## Hyperparameter tuning is changing the parameters around which the model is built
This notebook is a demonstration on how changing different hyperparameters of a random forest model changes the outputs.  

The hyperparameters we will be changing are:
 - Number of trees:  This is the number of predictor trees that will make up our forest
 - Depth of trees:  This is how many nodes we allow the trees to reach.  without setting this parameter, the trees will grow until each branch ends in a 'leaf' (a discrete data point).
 - Maximum features: This is how many features are available at each node.  If none, then all features are available to each node during model training, and we lose the randomness of a random forest.

In [1]:
# Set a working directory
#!pip install GitPython
import git
import os

repo = git.Repo('.', search_parent_directories=True)

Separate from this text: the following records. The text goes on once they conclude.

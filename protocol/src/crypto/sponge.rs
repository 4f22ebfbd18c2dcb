//! The sponge contract consumed by the signing engine, the bundle
//! finalizer, and the address pipeline.
//!
//! A sponge is a stateful hash engine: absorb input trits in hash-length
//! blocks, squeeze output trits in hash-length blocks, reset to start over.
//! Cloning yields an independent copy with identical internal state — the
//! parallel digest path relies on that to fan out without sharing mutable
//! state.
//!
//! Buffers are exact-length by contract: absorb and squeeze take slices
//! whose length is a multiple of [`HASH_LENGTH`](crate::config::HASH_LENGTH)
//! and never widen or truncate on the caller's behalf.

use crate::crypto::curl::Curl;
use crate::ternary::Trit;

/// Stateful ternary hash engine.
///
/// Implementors must be deterministic: the same absorb/squeeze sequence from
/// a reset state always produces the same output. `Clone` must produce an
/// independent engine that continues from the same internal state.
pub trait Sponge: Clone + Send {
    /// Clear the internal state back to all-zero trits.
    fn reset(&mut self);

    /// Absorb `trits` into the state, one hash-length block at a time.
    ///
    /// Panics if the slice length is not a multiple of the hash length —
    /// malformed lengths are programmer error, not runtime input.
    fn absorb(&mut self, trits: &[Trit]);

    /// Squeeze hash output into `out`, one hash-length block at a time.
    ///
    /// Output is consumed continuously: squeezing 27 blocks in one call is
    /// identical to 27 single-block calls. Panics on non-block-multiple
    /// lengths.
    fn squeeze(&mut self, out: &mut [Trit]);
}

/// Which concrete sponge variant to instantiate.
///
/// Two interchangeable variants exist; callers pick one at construction and
/// stay agnostic afterwards. `CurlP81` is the full-strength permutation used
/// for everything consensus-critical. `CurlP27` runs the same construction
/// at a third of the rounds and exists for latency-sensitive, non-consensus
/// hashing.
#[derive(Debug, Clone, Copy, PartialEq, Eq, Default)]
pub enum SpongeMode {
    /// Curl with 81 permutation rounds. The default.
    #[default]
    CurlP81,
    /// Curl with 27 permutation rounds.
    CurlP27,
}

impl SpongeMode {
    /// Construct a fresh, reset sponge of this variant.
    pub fn create(self) -> Curl {
        Curl::new(self)
    }
}
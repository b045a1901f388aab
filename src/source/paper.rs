//! Paper balance source for simulated trading.

use super::CapitalSource;
use anyhow::Result;
use async_trait::async_trait;
use rust_decimal::Decimal;
use std::sync::atomic::{AtomicBool, AtomicU64, Ordering};
use tokio::sync::RwLock;
use tracing::debug;

/// Balance held in memory. Fills and closes are simulated by setting it.
pub struct PaperBalanceSource {
    balance: RwLock<Decimal>,
    failing: AtomicBool,
    calls: AtomicU64,
}

impl PaperBalanceSource {
    pub fn new(initial_balance: Decimal) -> Self {
        Self {
            balance: RwLock::new(initial_balance),
            failing: AtomicBool::new(false),
            calls: AtomicU64::new(0),
        }
    }

    pub async fn set_balance(&self, balance: Decimal) {
        *self.balance.write().await = balance;
        debug!(%balance, "Paper balance updated");
    }

    /// Apply a signed change, e.g. `-cost` when an order fills.
    pub async fn adjust(&self, delta: Decimal) {
        let mut balance = self.balance.write().await;
        *balance += delta;
        debug!(balance = %*balance, %delta, "Paper balance adjusted");
    }

    /// Make subsequent reads fail, simulating an unreachable account API.
    pub fn set_failing(&self, failing: bool) {
        self.failing.store(failing, Ordering::SeqCst);
    }

    /// Number of balance reads served or refused.
    pub fn calls(&self) -> u64 {
        self.calls.load(Ordering::SeqCst)
    }
}

#[async_trait]
impl CapitalSource for PaperBalanceSource {
    async fn available_balance(&self) -> Result<Decimal> {
        self.calls.fetch_add(1, Ordering::SeqCst);
        if self.failing.load(Ordering::SeqCst) {
            anyhow::bail!("paper balance source unavailable");
        }
        Ok(*self.balance.read().await)
    }
}

#[cfg(test)]
mod tests {
    use super::*;
    use rust_decimal_macros::dec;

    #[tokio::test]
    async fn test_adjust_and_read() {
        let source = PaperBalanceSource::new(dec!(10000));
        source.adjust(dec!(-4750)).await;
        assert_eq!(source.available_balance().await.unwrap(), dec!(5250));
        assert_eq!(source.calls(), 1);
    }

    #[tokio::test]
    async fn test_failure_injection() {
        let source = PaperBalanceSource::new(dec!(10000));
        source.set_failing(true);
        assert!(source.available_balance().await.is_err());
        source.set_failing(false);
        assert!(source.available_balance().await.is_ok());
        assert_eq!(source.calls(), 2);
    }
}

os.chdir(repo.working_tree_dir)

In [2]:
# running the functions notebook so we can use those at will
%run 'cross_validation/functions.ipynb'

We are going to predict the biomass of cruise KM2010 with different hyperparameters to illustrate the differences.

In [3]:
import plotly.graph_objects as go
train_features, test_features, train_labels, test_labels = k_fold(features_pro, labels_pro, 8)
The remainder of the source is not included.